### DATASET ENTRIES
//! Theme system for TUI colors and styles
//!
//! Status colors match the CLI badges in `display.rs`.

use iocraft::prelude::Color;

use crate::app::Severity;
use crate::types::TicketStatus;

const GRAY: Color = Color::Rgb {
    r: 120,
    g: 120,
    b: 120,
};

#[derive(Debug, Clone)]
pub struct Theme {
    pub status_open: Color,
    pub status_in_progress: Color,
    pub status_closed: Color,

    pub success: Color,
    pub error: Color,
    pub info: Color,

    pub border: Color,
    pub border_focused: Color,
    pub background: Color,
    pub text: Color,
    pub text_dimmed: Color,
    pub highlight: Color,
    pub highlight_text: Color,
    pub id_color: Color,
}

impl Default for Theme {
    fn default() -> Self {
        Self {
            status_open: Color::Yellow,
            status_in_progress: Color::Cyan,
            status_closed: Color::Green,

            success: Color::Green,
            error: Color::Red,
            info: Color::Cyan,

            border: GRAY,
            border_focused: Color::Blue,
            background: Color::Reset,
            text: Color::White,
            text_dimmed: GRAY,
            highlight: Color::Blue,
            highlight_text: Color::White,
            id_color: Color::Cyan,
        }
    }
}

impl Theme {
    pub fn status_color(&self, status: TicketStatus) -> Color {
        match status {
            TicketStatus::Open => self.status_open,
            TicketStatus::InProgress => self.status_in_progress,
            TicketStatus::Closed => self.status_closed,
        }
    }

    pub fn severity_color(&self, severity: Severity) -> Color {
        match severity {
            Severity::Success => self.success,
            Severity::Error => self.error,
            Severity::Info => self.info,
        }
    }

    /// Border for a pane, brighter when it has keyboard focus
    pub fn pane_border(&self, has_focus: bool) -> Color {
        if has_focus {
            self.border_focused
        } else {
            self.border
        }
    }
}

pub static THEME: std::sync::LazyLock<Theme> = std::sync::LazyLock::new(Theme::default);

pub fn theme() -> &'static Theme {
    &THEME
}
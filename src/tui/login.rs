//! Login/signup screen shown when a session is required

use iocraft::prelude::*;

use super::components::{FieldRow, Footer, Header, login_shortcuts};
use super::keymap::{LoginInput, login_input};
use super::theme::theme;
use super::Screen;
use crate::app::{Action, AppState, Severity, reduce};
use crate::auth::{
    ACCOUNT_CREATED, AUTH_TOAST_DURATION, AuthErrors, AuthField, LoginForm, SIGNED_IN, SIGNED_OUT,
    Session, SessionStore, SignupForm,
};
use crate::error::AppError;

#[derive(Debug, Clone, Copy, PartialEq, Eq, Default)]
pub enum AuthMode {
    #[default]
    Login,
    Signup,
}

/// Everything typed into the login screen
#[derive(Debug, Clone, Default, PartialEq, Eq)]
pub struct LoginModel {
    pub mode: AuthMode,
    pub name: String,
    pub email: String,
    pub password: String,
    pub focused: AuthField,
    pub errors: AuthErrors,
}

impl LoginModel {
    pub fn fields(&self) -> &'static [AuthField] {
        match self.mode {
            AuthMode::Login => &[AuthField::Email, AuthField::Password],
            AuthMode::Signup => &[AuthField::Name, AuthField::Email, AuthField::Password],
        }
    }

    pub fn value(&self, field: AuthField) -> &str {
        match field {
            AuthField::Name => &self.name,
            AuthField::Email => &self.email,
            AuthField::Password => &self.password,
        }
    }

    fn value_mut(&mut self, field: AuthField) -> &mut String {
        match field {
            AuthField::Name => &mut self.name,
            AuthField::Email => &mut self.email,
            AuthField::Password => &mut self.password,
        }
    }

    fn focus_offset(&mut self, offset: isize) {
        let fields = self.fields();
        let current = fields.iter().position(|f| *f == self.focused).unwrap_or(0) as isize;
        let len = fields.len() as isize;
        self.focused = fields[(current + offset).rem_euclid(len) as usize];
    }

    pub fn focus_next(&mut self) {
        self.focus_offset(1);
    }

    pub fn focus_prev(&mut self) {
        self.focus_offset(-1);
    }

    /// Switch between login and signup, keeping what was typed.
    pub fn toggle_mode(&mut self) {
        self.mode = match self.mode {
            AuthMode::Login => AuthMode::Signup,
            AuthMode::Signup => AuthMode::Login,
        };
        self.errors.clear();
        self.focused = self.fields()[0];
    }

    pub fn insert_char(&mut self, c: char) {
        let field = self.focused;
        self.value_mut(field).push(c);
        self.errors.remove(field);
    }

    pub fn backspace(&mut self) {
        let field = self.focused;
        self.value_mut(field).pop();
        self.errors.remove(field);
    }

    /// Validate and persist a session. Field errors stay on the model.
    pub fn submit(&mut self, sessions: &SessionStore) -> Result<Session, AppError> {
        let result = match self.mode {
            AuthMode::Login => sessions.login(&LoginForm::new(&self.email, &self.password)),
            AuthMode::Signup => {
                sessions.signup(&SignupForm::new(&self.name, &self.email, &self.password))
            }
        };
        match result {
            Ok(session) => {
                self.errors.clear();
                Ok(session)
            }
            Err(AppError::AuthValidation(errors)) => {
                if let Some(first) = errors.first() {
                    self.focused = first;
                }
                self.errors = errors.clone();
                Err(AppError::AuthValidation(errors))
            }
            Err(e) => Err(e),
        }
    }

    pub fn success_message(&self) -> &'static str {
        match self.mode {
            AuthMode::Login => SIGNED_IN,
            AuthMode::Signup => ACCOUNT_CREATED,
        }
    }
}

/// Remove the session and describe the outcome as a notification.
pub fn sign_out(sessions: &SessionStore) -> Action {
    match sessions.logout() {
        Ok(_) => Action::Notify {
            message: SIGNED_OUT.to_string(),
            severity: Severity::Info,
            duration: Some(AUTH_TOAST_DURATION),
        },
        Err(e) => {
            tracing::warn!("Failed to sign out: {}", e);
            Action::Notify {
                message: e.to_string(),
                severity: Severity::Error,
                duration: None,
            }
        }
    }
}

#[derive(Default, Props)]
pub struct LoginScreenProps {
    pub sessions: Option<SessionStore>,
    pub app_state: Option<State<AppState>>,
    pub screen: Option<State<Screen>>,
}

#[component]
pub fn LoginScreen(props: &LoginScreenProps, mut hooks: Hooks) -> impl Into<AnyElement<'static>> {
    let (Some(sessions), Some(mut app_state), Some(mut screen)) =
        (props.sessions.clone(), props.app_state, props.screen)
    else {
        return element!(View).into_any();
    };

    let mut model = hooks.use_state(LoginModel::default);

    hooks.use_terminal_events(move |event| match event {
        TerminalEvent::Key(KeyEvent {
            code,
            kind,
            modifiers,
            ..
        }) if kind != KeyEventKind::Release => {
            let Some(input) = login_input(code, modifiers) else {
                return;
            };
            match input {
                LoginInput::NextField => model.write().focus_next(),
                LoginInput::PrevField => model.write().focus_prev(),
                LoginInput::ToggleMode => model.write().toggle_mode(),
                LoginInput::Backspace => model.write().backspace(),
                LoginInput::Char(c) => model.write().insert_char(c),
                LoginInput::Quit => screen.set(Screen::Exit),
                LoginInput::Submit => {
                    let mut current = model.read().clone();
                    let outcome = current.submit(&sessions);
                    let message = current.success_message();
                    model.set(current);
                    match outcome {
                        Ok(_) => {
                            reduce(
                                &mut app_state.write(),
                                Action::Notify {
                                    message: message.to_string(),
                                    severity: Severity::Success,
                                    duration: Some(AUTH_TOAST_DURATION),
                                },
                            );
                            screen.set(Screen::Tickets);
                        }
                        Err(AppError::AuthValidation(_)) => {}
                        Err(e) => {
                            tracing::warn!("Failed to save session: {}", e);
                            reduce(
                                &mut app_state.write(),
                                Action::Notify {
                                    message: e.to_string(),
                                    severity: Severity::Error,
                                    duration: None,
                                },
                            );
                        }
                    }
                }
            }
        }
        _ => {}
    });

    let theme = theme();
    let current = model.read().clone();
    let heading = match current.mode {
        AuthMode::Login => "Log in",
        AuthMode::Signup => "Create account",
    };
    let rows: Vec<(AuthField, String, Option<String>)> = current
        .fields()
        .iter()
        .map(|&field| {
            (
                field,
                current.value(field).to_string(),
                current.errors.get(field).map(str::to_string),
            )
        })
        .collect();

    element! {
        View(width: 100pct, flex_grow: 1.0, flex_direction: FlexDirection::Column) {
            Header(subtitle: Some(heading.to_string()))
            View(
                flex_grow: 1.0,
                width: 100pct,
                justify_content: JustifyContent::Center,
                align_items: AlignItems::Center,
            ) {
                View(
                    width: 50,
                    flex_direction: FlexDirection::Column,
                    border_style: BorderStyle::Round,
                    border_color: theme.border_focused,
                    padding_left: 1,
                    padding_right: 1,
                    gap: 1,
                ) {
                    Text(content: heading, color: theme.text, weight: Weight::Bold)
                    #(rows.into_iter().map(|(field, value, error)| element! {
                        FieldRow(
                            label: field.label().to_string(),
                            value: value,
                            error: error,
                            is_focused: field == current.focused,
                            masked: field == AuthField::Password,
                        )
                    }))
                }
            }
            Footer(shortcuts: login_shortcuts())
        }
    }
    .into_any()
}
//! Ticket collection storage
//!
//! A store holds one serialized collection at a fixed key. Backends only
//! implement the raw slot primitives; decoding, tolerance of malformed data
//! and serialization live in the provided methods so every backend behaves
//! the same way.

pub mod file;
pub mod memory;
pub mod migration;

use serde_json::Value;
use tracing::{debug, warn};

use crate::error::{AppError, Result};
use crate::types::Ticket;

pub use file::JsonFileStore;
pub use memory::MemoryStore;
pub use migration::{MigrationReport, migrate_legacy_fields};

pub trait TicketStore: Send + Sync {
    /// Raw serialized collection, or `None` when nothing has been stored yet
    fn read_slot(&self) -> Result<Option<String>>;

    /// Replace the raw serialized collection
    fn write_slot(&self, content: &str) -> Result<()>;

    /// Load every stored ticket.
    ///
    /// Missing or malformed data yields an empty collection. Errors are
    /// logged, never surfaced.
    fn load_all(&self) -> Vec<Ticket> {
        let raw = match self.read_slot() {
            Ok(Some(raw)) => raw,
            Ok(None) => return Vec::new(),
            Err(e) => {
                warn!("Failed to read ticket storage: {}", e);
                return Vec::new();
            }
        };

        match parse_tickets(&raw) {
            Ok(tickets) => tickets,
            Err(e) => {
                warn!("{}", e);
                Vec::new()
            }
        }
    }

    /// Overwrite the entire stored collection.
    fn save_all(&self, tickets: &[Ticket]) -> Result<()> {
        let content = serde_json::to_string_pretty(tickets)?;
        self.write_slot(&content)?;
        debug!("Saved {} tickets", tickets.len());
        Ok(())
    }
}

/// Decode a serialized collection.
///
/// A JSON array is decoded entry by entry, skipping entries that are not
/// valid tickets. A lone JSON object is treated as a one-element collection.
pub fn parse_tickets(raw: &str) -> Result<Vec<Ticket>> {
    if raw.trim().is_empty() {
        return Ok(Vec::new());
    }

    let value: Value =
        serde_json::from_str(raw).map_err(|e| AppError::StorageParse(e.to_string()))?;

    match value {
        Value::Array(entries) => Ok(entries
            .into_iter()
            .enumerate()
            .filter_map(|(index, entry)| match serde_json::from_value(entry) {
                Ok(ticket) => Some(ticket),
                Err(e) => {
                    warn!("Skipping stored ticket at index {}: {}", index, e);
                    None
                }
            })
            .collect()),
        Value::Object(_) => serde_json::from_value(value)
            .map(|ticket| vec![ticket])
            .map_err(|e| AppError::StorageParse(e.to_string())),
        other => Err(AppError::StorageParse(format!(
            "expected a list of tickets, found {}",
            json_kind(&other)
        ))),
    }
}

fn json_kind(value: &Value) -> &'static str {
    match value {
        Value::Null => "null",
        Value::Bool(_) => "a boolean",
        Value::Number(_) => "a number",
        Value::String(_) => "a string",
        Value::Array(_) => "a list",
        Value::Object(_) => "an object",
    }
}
######
__PROBLEM REQUIREMENTS__: Go through the records. Copy each line where "Failed" appears.

__OUTPUT BELOW__:
            tracing::warn!("Failed to sign out: {}", e);
                            tracing::warn!("Failed to save session: {}", e);
                warn!("Failed to read ticket storage: {}", e);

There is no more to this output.